* _GIVEN DATA_
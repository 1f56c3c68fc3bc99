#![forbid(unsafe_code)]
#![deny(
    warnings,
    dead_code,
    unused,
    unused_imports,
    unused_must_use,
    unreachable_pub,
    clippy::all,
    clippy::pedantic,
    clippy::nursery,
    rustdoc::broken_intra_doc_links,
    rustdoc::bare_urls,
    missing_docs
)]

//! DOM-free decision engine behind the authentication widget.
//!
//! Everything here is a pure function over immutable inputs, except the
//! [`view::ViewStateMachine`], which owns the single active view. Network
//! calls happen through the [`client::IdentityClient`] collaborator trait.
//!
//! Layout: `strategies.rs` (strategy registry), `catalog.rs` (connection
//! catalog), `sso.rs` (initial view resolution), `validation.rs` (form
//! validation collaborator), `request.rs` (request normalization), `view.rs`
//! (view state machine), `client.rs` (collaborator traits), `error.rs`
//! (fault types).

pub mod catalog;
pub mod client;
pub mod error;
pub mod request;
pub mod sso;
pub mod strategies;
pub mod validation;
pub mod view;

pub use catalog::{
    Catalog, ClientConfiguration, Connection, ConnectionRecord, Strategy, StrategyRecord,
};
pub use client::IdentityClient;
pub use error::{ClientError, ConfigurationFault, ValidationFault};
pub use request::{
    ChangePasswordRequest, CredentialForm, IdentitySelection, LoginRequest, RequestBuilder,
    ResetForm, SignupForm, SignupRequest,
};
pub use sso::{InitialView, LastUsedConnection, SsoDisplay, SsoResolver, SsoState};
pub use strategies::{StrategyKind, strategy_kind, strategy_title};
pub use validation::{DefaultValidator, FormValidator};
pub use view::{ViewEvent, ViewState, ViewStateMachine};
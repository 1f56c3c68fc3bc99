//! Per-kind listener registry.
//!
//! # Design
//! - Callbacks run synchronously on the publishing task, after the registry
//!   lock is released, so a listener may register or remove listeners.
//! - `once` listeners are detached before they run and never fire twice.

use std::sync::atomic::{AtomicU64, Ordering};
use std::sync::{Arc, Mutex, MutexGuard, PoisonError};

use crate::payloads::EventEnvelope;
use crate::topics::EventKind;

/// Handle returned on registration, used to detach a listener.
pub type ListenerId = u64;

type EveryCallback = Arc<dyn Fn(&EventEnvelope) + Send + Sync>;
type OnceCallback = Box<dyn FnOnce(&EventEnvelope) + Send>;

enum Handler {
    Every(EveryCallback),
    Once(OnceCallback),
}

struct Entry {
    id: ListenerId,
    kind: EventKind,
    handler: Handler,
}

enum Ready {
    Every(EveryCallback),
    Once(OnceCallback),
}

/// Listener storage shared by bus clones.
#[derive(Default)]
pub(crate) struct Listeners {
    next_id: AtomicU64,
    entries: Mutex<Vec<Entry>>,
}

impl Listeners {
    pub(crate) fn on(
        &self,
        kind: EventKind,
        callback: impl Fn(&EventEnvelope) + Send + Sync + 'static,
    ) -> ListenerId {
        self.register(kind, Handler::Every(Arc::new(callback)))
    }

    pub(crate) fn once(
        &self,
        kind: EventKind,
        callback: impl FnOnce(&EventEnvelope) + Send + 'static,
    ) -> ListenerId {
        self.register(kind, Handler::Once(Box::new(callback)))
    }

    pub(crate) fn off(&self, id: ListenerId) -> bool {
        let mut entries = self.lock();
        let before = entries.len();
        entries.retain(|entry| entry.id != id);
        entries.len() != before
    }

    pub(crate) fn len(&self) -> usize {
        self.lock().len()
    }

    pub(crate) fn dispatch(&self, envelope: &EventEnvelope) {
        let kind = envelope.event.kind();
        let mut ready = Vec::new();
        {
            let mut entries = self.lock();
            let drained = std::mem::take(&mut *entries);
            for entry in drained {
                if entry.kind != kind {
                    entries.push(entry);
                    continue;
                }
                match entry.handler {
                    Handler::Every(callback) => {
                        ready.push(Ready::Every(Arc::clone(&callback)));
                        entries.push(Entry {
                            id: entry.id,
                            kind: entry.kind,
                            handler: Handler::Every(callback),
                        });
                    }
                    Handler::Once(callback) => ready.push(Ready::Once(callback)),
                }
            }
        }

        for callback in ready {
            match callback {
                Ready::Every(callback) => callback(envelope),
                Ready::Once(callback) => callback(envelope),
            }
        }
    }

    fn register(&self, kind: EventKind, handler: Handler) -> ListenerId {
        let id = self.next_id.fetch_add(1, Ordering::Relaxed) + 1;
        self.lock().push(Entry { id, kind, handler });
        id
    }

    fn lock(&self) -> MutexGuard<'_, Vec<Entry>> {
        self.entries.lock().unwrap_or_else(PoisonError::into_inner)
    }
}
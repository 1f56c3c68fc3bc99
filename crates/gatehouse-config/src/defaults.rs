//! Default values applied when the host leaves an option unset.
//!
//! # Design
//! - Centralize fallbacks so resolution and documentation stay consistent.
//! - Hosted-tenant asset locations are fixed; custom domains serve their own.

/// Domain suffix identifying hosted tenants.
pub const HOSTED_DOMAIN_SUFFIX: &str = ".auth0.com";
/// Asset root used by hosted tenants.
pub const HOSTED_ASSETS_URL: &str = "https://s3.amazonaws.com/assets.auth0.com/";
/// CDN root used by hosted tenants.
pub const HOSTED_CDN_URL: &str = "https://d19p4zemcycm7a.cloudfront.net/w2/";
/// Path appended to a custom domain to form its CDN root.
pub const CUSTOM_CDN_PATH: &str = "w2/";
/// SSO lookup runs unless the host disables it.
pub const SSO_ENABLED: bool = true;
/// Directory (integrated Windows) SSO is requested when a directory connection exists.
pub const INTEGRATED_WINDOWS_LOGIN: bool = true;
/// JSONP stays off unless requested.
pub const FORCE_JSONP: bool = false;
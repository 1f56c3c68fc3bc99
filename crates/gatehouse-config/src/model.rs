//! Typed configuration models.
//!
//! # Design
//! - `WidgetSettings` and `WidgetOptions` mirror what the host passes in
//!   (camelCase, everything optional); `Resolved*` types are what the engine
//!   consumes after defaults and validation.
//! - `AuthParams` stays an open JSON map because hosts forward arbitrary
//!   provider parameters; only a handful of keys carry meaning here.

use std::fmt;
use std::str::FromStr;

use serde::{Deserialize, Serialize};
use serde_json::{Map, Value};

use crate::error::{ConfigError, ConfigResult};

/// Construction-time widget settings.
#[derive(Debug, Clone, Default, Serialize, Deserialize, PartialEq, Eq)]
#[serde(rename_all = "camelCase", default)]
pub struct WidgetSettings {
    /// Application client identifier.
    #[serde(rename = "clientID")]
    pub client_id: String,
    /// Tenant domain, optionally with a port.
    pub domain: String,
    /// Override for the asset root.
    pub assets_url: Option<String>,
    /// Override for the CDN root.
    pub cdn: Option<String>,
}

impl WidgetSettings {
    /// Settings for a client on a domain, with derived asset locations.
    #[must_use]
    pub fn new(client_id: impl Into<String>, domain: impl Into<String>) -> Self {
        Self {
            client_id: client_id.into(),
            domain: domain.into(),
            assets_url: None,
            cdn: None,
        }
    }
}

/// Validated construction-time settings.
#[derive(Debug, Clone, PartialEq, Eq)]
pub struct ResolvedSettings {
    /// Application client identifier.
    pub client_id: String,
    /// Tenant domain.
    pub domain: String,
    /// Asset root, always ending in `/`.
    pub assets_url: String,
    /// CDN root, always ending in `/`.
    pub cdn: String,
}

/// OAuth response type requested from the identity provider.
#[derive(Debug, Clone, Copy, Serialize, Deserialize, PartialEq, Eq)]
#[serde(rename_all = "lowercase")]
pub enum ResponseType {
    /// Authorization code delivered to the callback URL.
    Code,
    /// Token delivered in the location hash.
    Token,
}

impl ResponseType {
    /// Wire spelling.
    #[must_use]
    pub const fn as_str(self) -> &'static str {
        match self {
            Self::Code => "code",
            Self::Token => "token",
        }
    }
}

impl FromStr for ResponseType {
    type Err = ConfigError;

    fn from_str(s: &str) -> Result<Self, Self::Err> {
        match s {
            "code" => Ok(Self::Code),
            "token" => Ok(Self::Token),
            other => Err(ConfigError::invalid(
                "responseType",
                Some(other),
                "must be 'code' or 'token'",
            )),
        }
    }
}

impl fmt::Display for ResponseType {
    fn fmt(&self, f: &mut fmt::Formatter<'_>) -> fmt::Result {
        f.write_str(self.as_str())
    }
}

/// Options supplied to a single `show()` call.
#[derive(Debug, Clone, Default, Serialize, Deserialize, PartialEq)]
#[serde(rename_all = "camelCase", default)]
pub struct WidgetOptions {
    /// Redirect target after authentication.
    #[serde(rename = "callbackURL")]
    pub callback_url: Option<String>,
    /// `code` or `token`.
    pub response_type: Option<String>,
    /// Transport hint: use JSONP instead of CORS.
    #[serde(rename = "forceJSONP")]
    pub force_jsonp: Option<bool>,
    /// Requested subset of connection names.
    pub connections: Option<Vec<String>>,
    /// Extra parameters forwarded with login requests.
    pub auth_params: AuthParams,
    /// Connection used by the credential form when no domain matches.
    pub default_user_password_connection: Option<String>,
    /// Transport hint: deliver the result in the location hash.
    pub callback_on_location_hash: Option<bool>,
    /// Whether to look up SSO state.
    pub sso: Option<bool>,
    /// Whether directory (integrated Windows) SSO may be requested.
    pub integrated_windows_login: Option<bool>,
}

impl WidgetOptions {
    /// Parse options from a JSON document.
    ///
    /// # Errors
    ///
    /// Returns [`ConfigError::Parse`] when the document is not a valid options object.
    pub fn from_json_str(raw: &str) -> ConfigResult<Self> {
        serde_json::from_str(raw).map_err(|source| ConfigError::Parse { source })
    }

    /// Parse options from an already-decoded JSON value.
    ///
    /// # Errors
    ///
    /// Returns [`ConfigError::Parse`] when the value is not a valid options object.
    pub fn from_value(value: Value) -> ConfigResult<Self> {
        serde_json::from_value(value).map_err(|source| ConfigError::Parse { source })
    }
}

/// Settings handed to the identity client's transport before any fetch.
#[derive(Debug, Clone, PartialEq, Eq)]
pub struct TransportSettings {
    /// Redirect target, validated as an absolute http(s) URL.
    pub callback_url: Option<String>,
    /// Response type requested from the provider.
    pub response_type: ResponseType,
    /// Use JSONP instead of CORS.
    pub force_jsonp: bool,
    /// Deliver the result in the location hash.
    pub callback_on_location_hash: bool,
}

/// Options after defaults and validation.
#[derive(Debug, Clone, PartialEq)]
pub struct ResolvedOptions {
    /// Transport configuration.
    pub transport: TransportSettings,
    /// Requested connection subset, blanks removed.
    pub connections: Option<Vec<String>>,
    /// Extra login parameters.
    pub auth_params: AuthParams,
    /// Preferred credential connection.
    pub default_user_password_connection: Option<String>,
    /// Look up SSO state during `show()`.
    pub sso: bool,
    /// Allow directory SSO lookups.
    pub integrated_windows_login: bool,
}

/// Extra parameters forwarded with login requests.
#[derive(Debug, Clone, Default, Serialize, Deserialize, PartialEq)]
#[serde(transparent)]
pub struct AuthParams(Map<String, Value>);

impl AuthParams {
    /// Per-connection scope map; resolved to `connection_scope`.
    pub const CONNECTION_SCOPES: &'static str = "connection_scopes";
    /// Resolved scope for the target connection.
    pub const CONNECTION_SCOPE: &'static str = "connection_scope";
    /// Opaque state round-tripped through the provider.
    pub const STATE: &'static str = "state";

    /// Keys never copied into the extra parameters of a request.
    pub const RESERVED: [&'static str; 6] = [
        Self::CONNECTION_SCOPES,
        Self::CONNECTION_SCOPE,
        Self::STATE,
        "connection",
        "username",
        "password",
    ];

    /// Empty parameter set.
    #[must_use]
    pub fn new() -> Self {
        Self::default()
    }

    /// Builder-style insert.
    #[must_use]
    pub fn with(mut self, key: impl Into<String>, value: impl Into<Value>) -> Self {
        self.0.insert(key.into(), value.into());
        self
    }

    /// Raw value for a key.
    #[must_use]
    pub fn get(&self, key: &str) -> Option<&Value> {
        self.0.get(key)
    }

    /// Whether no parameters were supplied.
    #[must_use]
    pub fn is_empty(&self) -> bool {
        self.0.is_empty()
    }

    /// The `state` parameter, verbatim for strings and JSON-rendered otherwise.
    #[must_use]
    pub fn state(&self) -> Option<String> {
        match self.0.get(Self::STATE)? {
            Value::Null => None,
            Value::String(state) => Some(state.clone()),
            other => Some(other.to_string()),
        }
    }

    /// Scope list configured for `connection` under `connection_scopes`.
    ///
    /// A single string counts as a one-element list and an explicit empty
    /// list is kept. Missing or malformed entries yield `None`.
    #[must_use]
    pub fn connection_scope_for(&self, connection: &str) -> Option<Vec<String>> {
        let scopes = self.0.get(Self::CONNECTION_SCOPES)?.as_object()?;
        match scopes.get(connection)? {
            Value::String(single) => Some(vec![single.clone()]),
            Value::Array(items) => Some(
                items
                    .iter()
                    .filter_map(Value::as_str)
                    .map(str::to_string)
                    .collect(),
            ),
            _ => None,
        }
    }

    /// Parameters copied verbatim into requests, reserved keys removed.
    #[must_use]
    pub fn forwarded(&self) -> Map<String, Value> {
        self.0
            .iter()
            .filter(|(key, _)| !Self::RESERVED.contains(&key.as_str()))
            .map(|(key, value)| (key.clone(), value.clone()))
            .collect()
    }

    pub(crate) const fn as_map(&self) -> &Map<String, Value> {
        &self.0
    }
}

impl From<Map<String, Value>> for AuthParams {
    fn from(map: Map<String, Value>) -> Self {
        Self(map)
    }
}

* _WORK ORDER_
Show me every line in the data above that includes "ending".

* _EXERCISE RESPONSE_
    /// Asset root, always ending in `/`.
    /// CDN root, always ending in `/`.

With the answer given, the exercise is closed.